To begin: Don’t just screen and interview based on résumés. After all, we are all our very best on our résumés (and during our eulogy). Before the screening process even starts, define specific accountabilities of the position (e.g., results) as well as mission-critical competencies that the ultimate CEO would exhibit (e.g., the manner in which you expect the results to be delivered).

Next: Devote a lot of time to screening and interviewing. I know that interviewing seems like the biggest waste of time, but taking the time to do it right up-front will save a lot of pain later on. Smart’s Topgrading book, training materials, DVDs, and interview forms are some of the best I’ve seen (, and are used by many top business leaders, including General Electric, Bank of America, Barclays, and Honeywell. A key component of the topgrading approach is a thorough chronological interview, conducted by two people at a time over about three to four hours, that covers key successes, failures, decisions, and relationships in all full-time jobs.


Fast to Fire

While too many directors make the mistake of being quick to hire, they do the opposite when it’s time to fire: They drag their feet. Why? Factors include the emotional ties that directors have to the CEO who has become a friend, not wanting to admit that a hiring mistake was made, or not wanting the organizational disruption and distraction that a new boss causes.

And there’s never a clear, black-and-white answer (other than in cases when the CEO has engaged in illegal or unethical activity). The CEO’s job is tough; they perform many tasks that require a broad range of skills, experiences, and depth of knowledge. No CEO is mistake-free. No CEO comes with all of the skills needed in his or her tool belt. And no CEO operates in a vacuum; some market conditions are beyond the power of even the most adept CEOs. So there can be plenty of reasons for underperformance, missed deadlines, and lost opportunities.


It’s the role of the board of directors to discern the difference between a good CEO who made a mistake and a CEO who is incapable of leading a company toward profitable growth. A long, long time ago (even before I was born) in 42 B.C., philosopher Publius Cyrus wrote, “Anyone can steer the ship when the sea is calm.” The long-term success of the company and its shareholders’ interests are dependent upon the corporate directors to determine whether the CEO is capable of captaining the ship when rough seas are encountered.

Directors must understand their CEO’s strengths and weaknesses as they monitor and assess his or her performance. They should know what the CEO is doing to strengthen his or her weaknesses, and leverage his or her strengths. Over time, a level of trust is built between the CEO and the board where these issues can be discussed openly without resentment or recrimination.

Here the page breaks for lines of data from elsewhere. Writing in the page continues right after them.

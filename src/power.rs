//! Inactivity-driven power manager.
//!
//! Activity re-arms a deadline; when the control task reaches an idle
//! point past the deadline it cuts the sensor supply rail and blocks.
//! Wake-ups arrive from the scanner thread (direct unpark), from
//! interrupt handlers (atomic request flag, picked up by the parked
//! task's periodic poll) and from the console poll closure.

use std::sync::atomic::{AtomicBool, AtomicU32, AtomicU8, Ordering};
use std::sync::Mutex;
use std::thread::{self, Thread};
use std::time::Duration;

use log::info;

use crate::drivers::hw_init;
use crate::pins;

/// How often a parked control task re-checks its wake sources.
const WAKE_POLL_MS: u64 = 250;

const RUNNING: u8 = 0;
const SLEEPING: u8 = 1;

#[derive(Debug, Clone, Copy, PartialEq, Eq)]
pub enum PowerState {
    Running,
    Sleeping,
}

static STATE: AtomicU8 = AtomicU8::new(RUNNING);
static DEADLINE_MS: AtomicU32 = AtomicU32::new(0);
static WAKE_REQUEST: AtomicBool = AtomicBool::new(false);
static SLEEPER: Mutex<Option<Thread>> = Mutex::new(None);

pub fn state() -> PowerState {
    if STATE.load(Ordering::Acquire) == SLEEPING {
        PowerState::Sleeping
    } else {
        PowerState::Running
    }
}

/// Record activity: push the sleep deadline out by `timeout_ms`.
pub fn trigger(now_ms: u32, timeout_ms: u32) {
    DEADLINE_MS.store(now_ms.wrapping_add(timeout_ms), Ordering::Release);
    STATE.store(RUNNING, Ordering::Release);
}

/// Idle checkpoint for the control task. If the inactivity deadline has
/// passed this cuts the sensor rail and blocks until a wake-up arrives;
/// `wake_pending` is polled while parked so buffered console input can
/// end the sleep too.
pub fn check(now_ms: u32, wake_pending: impl Fn() -> bool) {
    let elapsed =
        (now_ms.wrapping_sub(DEADLINE_MS.load(Ordering::Acquire)) as i32) >= 0;
    if !elapsed || STATE.load(Ordering::Acquire) != RUNNING {
        return;
    }

    STATE.store(SLEEPING, Ordering::Release);
    info!("power: entering sleep, sensor rail off");
    hw_init::gpio_write(pins::VDD_EN_GPIO, false);
    if let Ok(mut sleeper) = SLEEPER.lock() {
        *sleeper = Some(thread::current());
    }

    while STATE.load(Ordering::Acquire) == SLEEPING {
        thread::park_timeout(Duration::from_millis(WAKE_POLL_MS));
        if WAKE_REQUEST.swap(false, Ordering::AcqRel) || wake_pending() {
            STATE.store(RUNNING, Ordering::Release);
        }
    }

    if let Ok(mut sleeper) = SLEEPER.lock() {
        *sleeper = None;
    }
    hw_init::gpio_write(pins::VDD_EN_GPIO, true);
    info!("power: awake, sensor rail on");
}

/// Wake the system from thread context.
pub fn wakeup() {
    STATE.store(RUNNING, Ordering::Release);
    if let Ok(mut sleeper) = SLEEPER.lock() {
        if let Some(parked) = sleeper.take() {
            parked.unpark();
        }
    }
}

/// Wake the system from interrupt context. Only touches atomics; the
/// parked task notices on its next poll.
pub fn wakeup_from_isr() {
    WAKE_REQUEST.store(true, Ordering::Release);
    STATE.store(RUNNING, Ordering::Release);
}

#[cfg(test)]
mod tests {
    use super::*;

    #[test]
    fn check_ends_in_running_state() {
        trigger(0, 5_000);
        // Pending input keeps this from blocking even if a parallel test
        // moved the shared deadline.
        check(100, || true);
        assert_eq!(state(), PowerState::Running);
    }

    #[test]
    fn wakeup_without_sleeper_is_harmless() {
        trigger(0, 5_000);
        wakeup();
        wakeup();
        assert_eq!(state(), PowerState::Running);
    }

    #[test]
    fn parked_task_resumes_on_wakeup() {
        trigger(0, 100);
        let blocked = thread::spawn(|| {
            check(5_000, || false);
        });
        thread::sleep(Duration::from_millis(50));
        wakeup();
        blocked.join().unwrap();
        assert_eq!(state(), PowerState::Running);
    }

    #[test]
    fn parked_task_resumes_on_isr_request() {
        trigger(0, 100);
        let blocked = thread::spawn(|| {
            check(5_000, || false);
        });
        thread::sleep(Duration::from_millis(50));
        wakeup_from_isr();
        blocked.join().unwrap();
        assert_eq!(state(), PowerState::Running);
    }

    #[test]
    fn parked_task_resumes_on_pending_input() {
        trigger(0, 100);
        let blocked = thread::spawn(|| {
            check(5_000, || true);
        });
        blocked.join().unwrap();
        assert_eq!(state(), PowerState::Running);
    }
}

If the directors are doing their jobs properly, it will become apparent when the company’s troubles are due to the CEO’s poor leadership, subpar judgment, or questionable character. If this happens, don’t fool yourselves into thinking these characteristics will change. It’s time to fire quickly and stop wasting time. Don’t make any excuses or care about disrupting the work force. (Besides, employees already intuited the firing months ago, and rumors are flying about the inadequate boss and the board’s indecisiveness for a long time.) It’s like pulling a decayed tooth—do it quickly to minimize the long-term pain.

So, directors, remember that you didn’t win a beauty contest to sit in that chair in the board room. You have a duty to make tough decisions for the long-term good of the company and the shareholders you represent. Be slow to hire and fast to fire, and you will succeed in having the right executive occupying the corner office. Rather than taking a risky bet, it’s the best way to avoid headlines about the cost of your poor choices or indecisiveness.